- Coordinates: 40°21′N 79°52′W﻿ / ﻿40.35°N 79.87°W
- Carries: CSX Keystone Subdivision
- Crosses: Youghiogheny River
- Locale: McKeesport, Pennsylvania

Characteristics
- Design: Truss bridge
- Total length: 781 feet
- Clearance below: 31 ft

History
- Opened: 1968

Location

= McKeesport Bridge (Pittsburgh and Lake Erie Railroad) =

The P&LE McKeesport Bridge is an American truss bridge which spans the Youghiogheny River and connects the east and west banks of the Pittsburgh industrial suburb of McKeesport, Pennsylvania.

==History and architectural features==
In 1968, the Pittsburgh & Lake Erie Railroad undertook a major construction project in conjunction with the B&O Railroad to clear tracks from downtown McKeesport. These tracks caused traffic congestion and posed a safety hazard.
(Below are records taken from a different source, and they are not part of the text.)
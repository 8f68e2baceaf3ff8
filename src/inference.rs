//! Column type inference for imported tabular data.
//!
//! Every CSV field arrives as text; a column's type is decided from a
//! single sample row, the first one without empty fields.

use rusqlite::types::Value as SqlValue;
use std::fmt;

/// Storage type assigned to an imported column.
#[derive(Debug, Clone, Copy, PartialEq, Eq)]
pub enum SqlType {
    Integer,
    Real,
    Text,
}

impl SqlType {
    pub fn as_str(self) -> &'static str {
        match self {
            SqlType::Integer => "INTEGER",
            SqlType::Real => "REAL",
            SqlType::Text => "TEXT",
        }
    }
}

impl fmt::Display for SqlType {
    fn fmt(&self, f: &mut fmt::Formatter<'_>) -> fmt::Result {
        f.write_str(self.as_str())
    }
}

/// Maps one sample value to a column type. Empty samples are TEXT.
pub fn infer_sql_type(sample: &str) -> SqlType {
    let sample = sample.trim();
    if sample.is_empty() {
        SqlType::Text
    } else if sample.parse::<i64>().is_ok() {
        SqlType::Integer
    } else if sample.parse::<f64>().is_ok() {
        SqlType::Real
    } else {
        SqlType::Text
    }
}

/// Infers one type per header from the first complete record.
///
/// Falls back to the first record when every record has a gap, and to TEXT
/// everywhere when there are no records at all.
pub fn infer_schema<S: AsRef<str>>(headers: &[String], records: &[Vec<S>]) -> Vec<(String, SqlType)> {
    let sample = records
        .iter()
        .find(|record| {
            record.len() >= headers.len() && record.iter().all(|field| !field.as_ref().trim().is_empty())
        })
        .or_else(|| records.first());

    headers
        .iter()
        .enumerate()
        .map(|(i, header)| {
            let sql_type = sample
                .and_then(|record| record.get(i))
                .map_or(SqlType::Text, |field| infer_sql_type(field.as_ref()));
            (header.clone(), sql_type)
        })
        .collect()
}

/// Converts a raw field into the value stored for a column of `sql_type`.
///
/// Empty fields become NULL; fields that do not parse as the column type
/// are stored as text, which SQLite's type affinity permits.
pub fn parse_cell(raw: &str, sql_type: SqlType) -> SqlValue {
    let trimmed = raw.trim();
    if trimmed.is_empty() {
        return SqlValue::Null;
    }
    match sql_type {
        SqlType::Integer => trimmed
            .parse::<i64>()
            .map(SqlValue::Integer)
            .unwrap_or_else(|_| SqlValue::Text(raw.to_string())),
        SqlType::Real => trimmed
            .parse::<f64>()
            .map(SqlValue::Real)
            .unwrap_or_else(|_| SqlValue::Text(raw.to_string())),
        SqlType::Text => SqlValue::Text(raw.to_string()),
    }
}
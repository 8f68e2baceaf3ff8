//! Condition values and their rendering into WHERE fragments.

use super::reserved::quote_if_reserved;
use crate::core::db::format_real;
use crate::core::{Result, TabqlError};
use std::fmt;

/// A value handed to a condition or an update assignment.
#[derive(Debug, Clone, PartialEq)]
pub enum Value {
    /// The absence marker; renders `IS NULL`.
    Null,
    Bool(bool),
    Integer(i64),
    Real(f64),
    Text(String),
    /// An `(operator, operand)` pair such as `(">=", 7)`.
    Compare(String, Box<Value>),
    /// A sequence of values. No condition accepts this shape.
    List(Vec<Value>),
}

impl Value {
    /// Builds an `(operator, operand)` comparison.
    pub fn compare(op: impl Into<String>, operand: impl Into<Value>) -> Self {
        Value::Compare(op.into(), Box::new(operand.into()))
    }

    /// The text payload, if this is a text value.
    pub fn as_text(&self) -> Option<&str> {
        match self {
            Value::Text(text) => Some(text),
            _ => None,
        }
    }
}

impl fmt::Display for Value {
    fn fmt(&self, f: &mut fmt::Formatter<'_>) -> fmt::Result {
        match self {
            Value::Null => f.write_str("NULL"),
            Value::Bool(b) => write!(f, "{}", b),
            Value::Integer(i) => write!(f, "{}", i),
            Value::Real(r) => f.write_str(&format_real(*r)),
            Value::Text(t) => f.write_str(t),
            Value::Compare(op, operand) => write!(f, "({}, {})", op, operand),
            Value::List(values) => {
                f.write_str("[")?;
                for (i, value) in values.iter().enumerate() {
                    if i > 0 {
                        f.write_str(", ")?;
                    }
                    write!(f, "{}", value)?;
                }
                f.write_str("]")
            }
        }
    }
}

macro_rules! value_from_int {
    ($($t:ty),*) => {
        $(impl From<$t> for Value {
            fn from(v: $t) -> Self {
                Value::Integer(i64::from(v))
            }
        })*
    };
}

value_from_int!(i8, i16, i32, i64, u8, u16, u32);

impl From<f32> for Value {
    fn from(v: f32) -> Self {
        Value::Real(f64::from(v))
    }
}

impl From<f64> for Value {
    fn from(v: f64) -> Self {
        Value::Real(v)
    }
}

impl From<bool> for Value {
    fn from(v: bool) -> Self {
        Value::Bool(v)
    }
}

impl From<&str> for Value {
    fn from(v: &str) -> Self {
        Value::Text(v.to_string())
    }
}

impl From<String> for Value {
    fn from(v: String) -> Self {
        Value::Text(v)
    }
}

impl<T: Into<Value>> From<Option<T>> for Value {
    fn from(v: Option<T>) -> Self {
        v.map_or(Value::Null, Into::into)
    }
}

impl<T: Into<Value>> From<(&str, T)> for Value {
    fn from((op, operand): (&str, T)) -> Self {
        Value::compare(op, operand)
    }
}

impl<T: Into<Value>> From<Vec<T>> for Value {
    fn from(values: Vec<T>) -> Self {
        Value::List(values.into_iter().map(Into::into).collect())
    }
}

/// Renders one condition for `column` according to the shape of `value`.
///
/// `false` means "has a value" and renders `IS NOT NULL`; `true` renders as
/// an equality against the literal `true`.
pub fn render_condition(column: &str, value: &Value) -> Result<String> {
    let subject = quote_if_reserved(column);
    match value {
        Value::Null => Ok(format!("{} IS NULL", subject)),
        Value::Bool(false) => Ok(format!("{} IS NOT NULL", subject)),
        Value::Compare(op, operand) => render_comparison(&subject, op, operand),
        Value::Integer(_) | Value::Real(_) | Value::Bool(true) => {
            Ok(format!("{} = {}", subject, value))
        }
        Value::Text(text) => Ok(format!("{} = \"{}\"", subject, text)),
        Value::List(_) => Err(unsupported(value)),
    }
}

fn render_comparison(subject: &str, op: &str, operand: &Value) -> Result<String> {
    match operand {
        Value::Null => match op.trim() {
            "!=" | "<>" => Ok(format!("{} IS NOT NULL", subject)),
            "=" => Ok(format!("{} IS NULL", subject)),
            other => Err(TabqlError::Value(format!(
                "Operator '{}' cannot be compared against NULL",
                other
            ))),
        },
        Value::Text(text) => Ok(format!("{} {} \"{}\"", subject, op, text)),
        Value::Integer(_) | Value::Real(_) | Value::Bool(_) => {
            Ok(format!("{} {} {}", subject, op, operand))
        }
        Value::Compare(..) | Value::List(_) => Err(unsupported(operand)),
    }
}

/// Renders the right-hand side of an `UPDATE ... SET` assignment.
///
/// Text is single-quoted unless it is already quoted or looks like a
/// function call ending in `()`.
pub fn render_assignment_value(value: &Value) -> Result<String> {
    match value {
        Value::Text(text) => {
            if text.starts_with('\'') || text.starts_with('"') || text.ends_with("()") {
                Ok(text.clone())
            } else {
                Ok(format!("'{}'", text))
            }
        }
        Value::Null | Value::Bool(_) | Value::Integer(_) | Value::Real(_) => Ok(value.to_string()),
        Value::Compare(..) | Value::List(_) => Err(TabqlError::Value(format!(
            "Unsupported update value: {}",
            value
        ))),
    }
}

fn unsupported(value: &Value) -> TabqlError {
    TabqlError::Value(format!("Unsupported condition: {}", value))
}

#[cfg(test)]
mod tests {
    use super::*;

    #[test]
    fn test_null_and_false() {
        assert_eq!(render_condition("type", &Value::Null).unwrap(), "type IS NULL");
        assert_eq!(render_condition("type", &false.into()).unwrap(), "type IS NOT NULL");
        assert_eq!(
            render_condition("index", &Option::<i64>::None.into()).unwrap(),
            "\"index\" IS NULL"
        );
    }

    #[test]
    fn test_scalars() {
        assert_eq!(render_condition("index", &3.into()).unwrap(), "\"index\" = 3");
        assert_eq!(render_condition("score", &8.5.into()).unwrap(), "score = 8.5");
        assert_eq!(render_condition("score", &7.0.into()).unwrap(), "score = 7.0");
        assert_eq!(render_condition("active", &true.into()).unwrap(), "active = true");
        assert_eq!(
            render_condition("age_certification", &"R".into()).unwrap(),
            "age_certification = \"R\""
        );
    }

    #[test]
    fn test_comparisons() {
        assert_eq!(
            render_condition("imdb_score", &(">=", 7).into()).unwrap(),
            "imdb_score >= 7"
        );
        assert_eq!(
            render_condition("title", &("<>", "Dark").into()).unwrap(),
            "title <> \"Dark\""
        );
        assert_eq!(
            render_condition("title", &("!=", Value::Null).into()).unwrap(),
            "title IS NOT NULL"
        );
        assert_eq!(
            render_condition("title", &("<>", Value::Null).into()).unwrap(),
            "title IS NOT NULL"
        );
        assert_eq!(
            render_condition("title", &("=", Value::Null).into()).unwrap(),
            "title IS NULL"
        );
    }

    #[test]
    fn test_unsupported_shapes() {
        assert!(matches!(
            render_condition("title", &(">", Value::Null).into()),
            Err(TabqlError::Value(_))
        ));
        match render_condition("id", &vec![1, 2, 3].into()) {
            Err(TabqlError::Value(msg)) => assert_eq!(msg, "Unsupported condition: [1, 2, 3]"),
            other => panic!("Expected value error, got {:?}", other),
        }
        assert!(render_condition("id", &("=", vec![1]).into()).is_err());
    }

    #[test]
    fn test_assignment_values() {
        assert_eq!(render_assignment_value(&"Dark".into()).unwrap(), "'Dark'");
        assert_eq!(render_assignment_value(&"'Dark'".into()).unwrap(), "'Dark'");
        assert_eq!(render_assignment_value(&"\"Dark\"".into()).unwrap(), "\"Dark\"");
        assert_eq!(
            render_assignment_value(&"CURRENT_TIMESTAMP()".into()).unwrap(),
            "CURRENT_TIMESTAMP()"
        );
        assert_eq!(render_assignment_value(&2026.into()).unwrap(), "2026");
        assert_eq!(render_assignment_value(&Value::Null).unwrap(), "NULL");
        assert!(render_assignment_value(&vec!["a"].into()).is_err());
    }
}
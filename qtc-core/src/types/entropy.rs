//! Seed and entropy byte strings.

use rand::rngs::OsRng;
use rand::RngCore;
use zeroize::{Zeroize, ZeroizeOnDrop};

use crate::constants::{DEFAULT_SEED_SIZE, SIG_SEED_SIZE};
use crate::error::{QtcError, Result};

// ═══════════════════════════════════════════════════════════════════════════════
// SEED
// ═══════════════════════════════════════════════════════════════════════════════

/// Opaque random bytes from which a whole wallet is derived.
///
/// Created once per wallet-generation call and never mutated. The OS RNG is
/// consulted only by [`Seed::generate`].
#[derive(Clone, PartialEq, Eq, Zeroize, ZeroizeOnDrop)]
pub struct Seed {
    bytes: Vec<u8>,
}

impl Seed {
    /// Generates a fresh [`DEFAULT_SEED_SIZE`]-byte seed from the OS RNG.
    pub fn generate() -> Self {
        Self::generate_with_len(DEFAULT_SEED_SIZE)
    }

    /// Generates a fresh seed of `len` bytes from the OS RNG.
    pub fn generate_with_len(len: usize) -> Self {
        let mut bytes = vec![0u8; len.max(1)];
        OsRng.fill_bytes(&mut bytes);
        Self { bytes }
    }

    /// Wraps caller-supplied seed bytes.
    ///
    /// # Errors
    /// Returns a length error if `bytes` is empty.
    pub fn from_bytes(bytes: &[u8]) -> Result<Self> {
        if bytes.is_empty() {
            return Err(QtcError::ZeroLength("seed"));
        }
        Ok(Self {
            bytes: bytes.to_vec(),
        })
    }

    /// Parses a hex-encoded seed.
    pub fn from_hex(s: &str) -> Result<Self> {
        let mut bytes = hex::decode(s.trim())?;
        let seed = Self::from_bytes(&bytes);
        bytes.zeroize();
        seed
    }

    /// Returns the raw seed bytes.
    ///
    /// # Security
    /// The seed recreates every key of the wallet. Do not log it.
    pub fn as_bytes(&self) -> &[u8] {
        &self.bytes
    }

    /// Returns the hex-encoded seed.
    pub fn to_hex(&self) -> String {
        hex::encode(&self.bytes)
    }

    /// Seed length in bytes.
    pub fn len(&self) -> usize {
        self.bytes.len()
    }

    /// Always false; seeds are never empty.
    pub fn is_empty(&self) -> bool {
        self.bytes.is_empty()
    }
}

impl std::fmt::Debug for Seed {
    fn fmt(&self, f: &mut std::fmt::Formatter<'_>) -> std::fmt::Result {
        write!(f, "Seed({} bytes, [REDACTED])", self.bytes.len())
    }
}

// ═══════════════════════════════════════════════════════════════════════════════
// ENTROPY
// ═══════════════════════════════════════════════════════════════════════════════

/// A fixed-length derived byte string (shared secret, master or child entropy).
///
/// Entropy is purely a function of its inputs and is never mutated once computed.
#[derive(Clone, PartialEq, Eq, Zeroize, ZeroizeOnDrop)]
pub struct Entropy {
    bytes: Vec<u8>,
}

impl Entropy {
    /// Wraps derived bytes.
    pub fn from_vec(bytes: Vec<u8>) -> Self {
        Self { bytes }
    }

    /// Copies derived bytes.
    pub fn from_slice(bytes: &[u8]) -> Self {
        Self {
            bytes: bytes.to_vec(),
        }
    }

    /// Returns the raw bytes.
    pub fn as_bytes(&self) -> &[u8] {
        &self.bytes
    }

    /// Length in bytes.
    pub fn len(&self) -> usize {
        self.bytes.len()
    }

    /// True if no entropy is held.
    pub fn is_empty(&self) -> bool {
        self.bytes.is_empty()
    }

    /// Returns the hex encoding.
    pub fn to_hex(&self) -> String {
        hex::encode(&self.bytes)
    }

    /// Parses hex-encoded entropy.
    pub fn from_hex(s: &str) -> Result<Self> {
        Ok(Self::from_vec(hex::decode(s.trim())?))
    }

    /// The signature seed: the first 32 bytes of this entropy.
    ///
    /// # Errors
    /// Returns a length error if fewer than 32 bytes are held.
    pub fn signature_seed(&self) -> Result<[u8; SIG_SEED_SIZE]> {
        if self.bytes.len() < SIG_SEED_SIZE {
            return Err(QtcError::length(
                "entropy for signature seed",
                SIG_SEED_SIZE,
                self.bytes.len(),
            ));
        }
        let mut seed = [0u8; SIG_SEED_SIZE];
        seed.copy_from_slice(&self.bytes[..SIG_SEED_SIZE]);
        Ok(seed)
    }
}

impl AsRef<[u8]> for Entropy {
    fn as_ref(&self) -> &[u8] {
        &self.bytes
    }
}

impl std::fmt::Debug for Entropy {
    fn fmt(&self, f: &mut std::fmt::Formatter<'_>) -> std::fmt::Result {
        write!(f, "Entropy({} bytes, [REDACTED])", self.bytes.len())
    }
}

#[cfg(test)]
mod tests {
    use super::*;

    #[test]
    fn test_seed_generate_default_size() {
        let seed = Seed::generate();
        assert_eq!(seed.len(), DEFAULT_SEED_SIZE);
    }

    #[test]
    fn test_generated_seeds_differ() {
        assert_ne!(Seed::generate(), Seed::generate());
    }

    #[test]
    fn test_empty_seed_rejected() {
        let err = Seed::from_bytes(&[]).unwrap_err();
        assert!(matches!(err, QtcError::ZeroLength("seed")));
    }

    #[test]
    fn test_seed_hex_roundtrip() {
        let seed = Seed::from_bytes(&[0x5a; 48]).unwrap();
        let parsed = Seed::from_hex(&seed.to_hex()).unwrap();
        assert_eq!(seed, parsed);
    }

    #[test]
    fn test_seed_debug_redacted() {
        let seed = Seed::from_bytes(&[0xab; 8]).unwrap();
        let debug = format!("{:?}", seed);
        assert!(debug.contains("REDACTED"));
        assert!(!debug.contains("ab"));
    }

    #[test]
    fn test_signature_seed_is_prefix() {
        let bytes: Vec<u8> = (0..64).collect();
        let entropy = Entropy::from_vec(bytes.clone());
        assert_eq!(entropy.signature_seed().unwrap().as_slice(), &bytes[..32]);
    }

    #[test]
    fn test_signature_seed_too_short() {
        let entropy = Entropy::from_slice(&[1u8; 16]);
        assert!(matches!(
            entropy.signature_seed(),
            Err(QtcError::Length { expected: 32, actual: 16, .. })
        ));
    }
}
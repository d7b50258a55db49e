//! Out-of-process provider: spawns a helper binary per call.
//!
//! Each call passes its own seed on the command line, so concurrent calls
//! share no randomness state. The engine blocks until the helper exits.

use std::path::{Path, PathBuf};
use std::process::{Command, Stdio};

use tracing::{debug, warn};

use qtc_core::error::{QtcError, Result};
use qtc_core::traits::CryptoProvider;
use qtc_core::types::{Entropy, KemKeyPair, KemSelfEncapsulation, SigKeyPair};

use super::protocol::{ProviderCommand, ProviderResponse};

const PROVIDER_NAME: &str = "process";

/// Provider that runs `<helper> <command> <seed_hex>` and reads JSON from stdout.
#[derive(Clone, Debug, PartialEq, Eq)]
pub struct ProcessProvider {
    helper: PathBuf,
}

impl ProcessProvider {
    /// Creates a provider that runs `helper`.
    pub fn new(helper: impl Into<PathBuf>) -> Self {
        Self {
            helper: helper.into(),
        }
    }

    /// Path of the helper binary.
    pub fn helper(&self) -> &Path {
        &self.helper
    }

    fn error(&self, message: impl Into<String>) -> QtcError {
        let err = QtcError::provider(PROVIDER_NAME, message);
        warn!(helper = %self.helper.display(), error = %err, "Provider helper failure");
        err
    }

    /// Runs one helper command and parses its response.
    fn call(&self, command: ProviderCommand, seed: &[u8]) -> Result<ProviderResponse> {
        if seed.is_empty() {
            return Err(QtcError::ZeroLength("provider seed"));
        }

        debug!(helper = %self.helper.display(), %command, "Spawning provider helper");

        let output = Command::new(&self.helper)
            .arg(command.as_str())
            .arg(hex::encode(seed))
            .stdin(Stdio::null())
            .output()
            .map_err(|e| {
                self.error(format!("failed to run {}: {e}", self.helper.display()))
            })?;

        if !output.status.success() {
            let stderr = String::from_utf8_lossy(&output.stderr);
            return Err(self.error(format!(
                "{command} exited with {}: {}",
                output.status,
                stderr.trim()
            )));
        }

        let stdout = String::from_utf8_lossy(&output.stdout);
        ProviderResponse::parse(&stdout)
            .map_err(|e| self.error(format!("{command} returned malformed output: {e}")))
    }

    fn field(&self, field: &Option<String>, name: &'static str) -> Result<Vec<u8>> {
        ProviderResponse::decode_field(field, name).map_err(|e| self.error(e.to_string()))
    }

    fn kem_pair(&self, response: &ProviderResponse) -> Result<KemKeyPair> {
        KemKeyPair::from_bytes(
            self.field(&response.kyber_public_b64, "kyber_public_b64")?,
            self.field(&response.kyber_private_b64, "kyber_private_b64")?,
        )
        .map_err(|e| self.error(e.to_string()))
    }
}

impl CryptoProvider for ProcessProvider {
    fn name(&self) -> &str {
        PROVIDER_NAME
    }

    fn kem_keygen(&self, seed: &[u8]) -> Result<KemKeyPair> {
        let response = self.call(ProviderCommand::KemKeygen, seed)?;
        self.kem_pair(&response)
    }

    fn kem_self_encapsulate(&self, seed: &[u8]) -> Result<KemSelfEncapsulation> {
        let response = self.call(ProviderCommand::KemSelfEncapsulate, seed)?;
        let keypair = self.kem_pair(&response)?;
        let shared = self.field(&response.shared_b64, "shared_b64")?;
        KemSelfEncapsulation::new(keypair, Entropy::from_vec(shared))
            .map_err(|e| self.error(e.to_string()))
    }

    fn sig_keygen(&self, seed: &[u8]) -> Result<SigKeyPair> {
        let response = self.call(ProviderCommand::SigKeygen, seed)?;
        SigKeyPair::from_bytes(
            self.field(&response.dilithium_public_b64, "dilithium_public_b64")?,
            self.field(&response.dilithium_private_b64, "dilithium_private_b64")?,
        )
        .map_err(|e| self.error(e.to_string()))
    }
}
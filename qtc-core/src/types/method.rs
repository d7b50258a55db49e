//! Wallet methods and the table that drives derivation.
//!
//! Each method is one row of [`MethodSpec`]. The derivation engine reads the
//! row and never branches on the method itself, so adding a method means
//! adding a row.
//!
//! | Method | Witness | Master entropy | Per-address keys |
//! |---|---|---|---|
//! | `primary` | 1 | `SHA3-512(ss)` | one key from master, address hashes signature pk |
//! | `pq-hd` | 2 | `SHAKE256(ss ‖ tag ‖ provisional pk, 64)` | one key from master, address hashes master |
//! | `hd-multi` | 2 | `SHA3-512(ss ‖ provisional pk)` | one key per index from child entropy, address hashes child |

use std::fmt;
use std::str::FromStr;

use serde::{Deserialize, Serialize};

use crate::constants::{
    DOMAIN_PQ_HD_MASTER, MASTER_ENTROPY_SIZE, SHA3_256_SIZE, SHA3_512_SIZE,
};
use crate::error::{QtcError, Result};

// ═══════════════════════════════════════════════════════════════════════════════
// HASH BUILDING BLOCKS
// ═══════════════════════════════════════════════════════════════════════════════

/// Hash function used by an expansion or formula.
#[derive(Clone, Copy, Debug, PartialEq, Eq, Hash)]
pub enum HashFunction {
    /// SHA3-256, 32-byte digest
    Sha3_256,
    /// SHA3-512, 64-byte digest
    Sha3_512,
    /// SHAKE256 extendable output
    Shake256,
}

impl HashFunction {
    /// Native digest size, or `None` for an XOF.
    pub const fn digest_size(self) -> Option<usize> {
        match self {
            HashFunction::Sha3_256 => Some(SHA3_256_SIZE),
            HashFunction::Sha3_512 => Some(SHA3_512_SIZE),
            HashFunction::Shake256 => None,
        }
    }
}

/// Absorb order of a domain tag relative to the secret.
#[derive(Clone, Copy, Debug, PartialEq, Eq, Hash)]
pub enum AbsorbOrder {
    /// `H(tag ‖ secret)`
    TagFirst,
    /// `H(secret ‖ tag)`
    SecretFirst,
}

/// One input of a master-entropy formula, absorbed in table order.
#[derive(Clone, Copy, Debug, PartialEq, Eq)]
pub enum MasterPart {
    /// The KEM shared secret
    SharedSecret,
    /// A literal domain tag
    Tag(&'static [u8]),
    /// The provisional signature public key
    SigPublicKey,
}

/// How master entropy is computed for a method.
#[derive(Clone, Copy, Debug, PartialEq, Eq)]
pub struct MasterFormula {
    /// Hash applied to the concatenated parts
    pub function: HashFunction,
    /// Output length in bytes
    pub output_len: usize,
    /// Inputs, concatenated in this order
    pub parts: &'static [MasterPart],
}

impl MasterFormula {
    /// True if the formula absorbs the provisional signature public key.
    pub fn uses_signature_key(&self) -> bool {
        self.parts.contains(&MasterPart::SigPublicKey)
    }
}

/// What an address program hashes.
#[derive(Clone, Copy, Debug, PartialEq, Eq)]
pub enum ProgramSource {
    /// `SHA3-256(signature public key)[..20]`
    SignaturePublicKey,
    /// `SHA3-256(entropy of the address's node)[..20]`
    NodeEntropy,
}

// ═══════════════════════════════════════════════════════════════════════════════
// METHOD TABLE
// ═══════════════════════════════════════════════════════════════════════════════

/// One row of the method table.
#[derive(Clone, Copy, Debug, PartialEq, Eq)]
pub struct MethodSpec {
    /// The method this row describes
    pub method: WalletMethod,
    /// Witness version embedded in the address
    pub witness_version: u8,
    /// Whether a provisional signature key pair is derived from the shared secret
    pub provisional_signature: bool,
    /// Master-entropy formula
    pub master: MasterFormula,
    /// Whether each address is keyed from its own child entropy
    pub multi_address: bool,
    /// What the address program hashes
    pub program_source: ProgramSource,
}

static PRIMARY: MethodSpec = MethodSpec {
    method: WalletMethod::Primary,
    witness_version: 1,
    provisional_signature: false,
    master: MasterFormula {
        function: HashFunction::Sha3_512,
        output_len: MASTER_ENTROPY_SIZE,
        parts: &[MasterPart::SharedSecret],
    },
    multi_address: false,
    program_source: ProgramSource::SignaturePublicKey,
};

static SINGLE_PQ_HD: MethodSpec = MethodSpec {
    method: WalletMethod::SinglePqHd,
    witness_version: 2,
    provisional_signature: true,
    master: MasterFormula {
        function: HashFunction::Shake256,
        output_len: MASTER_ENTROPY_SIZE,
        parts: &[
            MasterPart::SharedSecret,
            MasterPart::Tag(DOMAIN_PQ_HD_MASTER),
            MasterPart::SigPublicKey,
        ],
    },
    multi_address: false,
    program_source: ProgramSource::NodeEntropy,
};

static HD_MULTI: MethodSpec = MethodSpec {
    method: WalletMethod::HdMulti,
    witness_version: 2,
    provisional_signature: true,
    master: MasterFormula {
        function: HashFunction::Sha3_512,
        output_len: MASTER_ENTROPY_SIZE,
        parts: &[MasterPart::SharedSecret, MasterPart::SigPublicKey],
    },
    multi_address: true,
    program_source: ProgramSource::NodeEntropy,
};

/// Wallet derivation method.
#[derive(Clone, Copy, Debug, PartialEq, Eq, Hash, Serialize, Deserialize)]
pub enum WalletMethod {
    /// Single key straight from the KEM shared secret (witness v1)
    #[serde(rename = "primary")]
    Primary,
    /// Single key from an XOF master bound to a provisional signature key (witness v2)
    #[serde(rename = "pq-hd")]
    SinglePqHd,
    /// One key per address index under a hierarchical chain (witness v2)
    #[serde(rename = "hd-multi")]
    HdMulti,
}

impl WalletMethod {
    /// Every method, in table order.
    pub const ALL: [WalletMethod; 3] = [
        WalletMethod::Primary,
        WalletMethod::SinglePqHd,
        WalletMethod::HdMulti,
    ];

    /// The table row for this method.
    pub fn spec(self) -> &'static MethodSpec {
        match self {
            WalletMethod::Primary => &PRIMARY,
            WalletMethod::SinglePqHd => &SINGLE_PQ_HD,
            WalletMethod::HdMulti => &HD_MULTI,
        }
    }

    /// Text identifier (`primary`, `pq-hd`, `hd-multi`).
    pub fn as_str(self) -> &'static str {
        match self {
            WalletMethod::Primary => "primary",
            WalletMethod::SinglePqHd => "pq-hd",
            WalletMethod::HdMulti => "hd-multi",
        }
    }
}

impl fmt::Display for WalletMethod {
    fn fmt(&self, f: &mut fmt::Formatter<'_>) -> fmt::Result {
        f.write_str(self.as_str())
    }
}

impl FromStr for WalletMethod {
    type Err = QtcError;

    fn from_str(s: &str) -> Result<Self> {
        WalletMethod::ALL
            .into_iter()
            .find(|m| m.as_str() == s)
            .ok_or_else(|| {
                QtcError::format(format!(
                    "unknown wallet method '{s}' (expected primary, pq-hd or hd-multi)"
                ))
            })
    }
}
As a result, both this bridge and the nearby P&LE Liberty Boro Bridge were created to direct rail traffic to the west bank of the river, which featured a less confusing street grid.

Before the construction of this structure, an elaborate 1881 bridge stood on the site, which connected two P&LE lines. With both the P&LE and B&O having ceased operations, the structure currently serves the Pittsburgh-to-Cumberland, Maryland CSX Keystone Subdivision.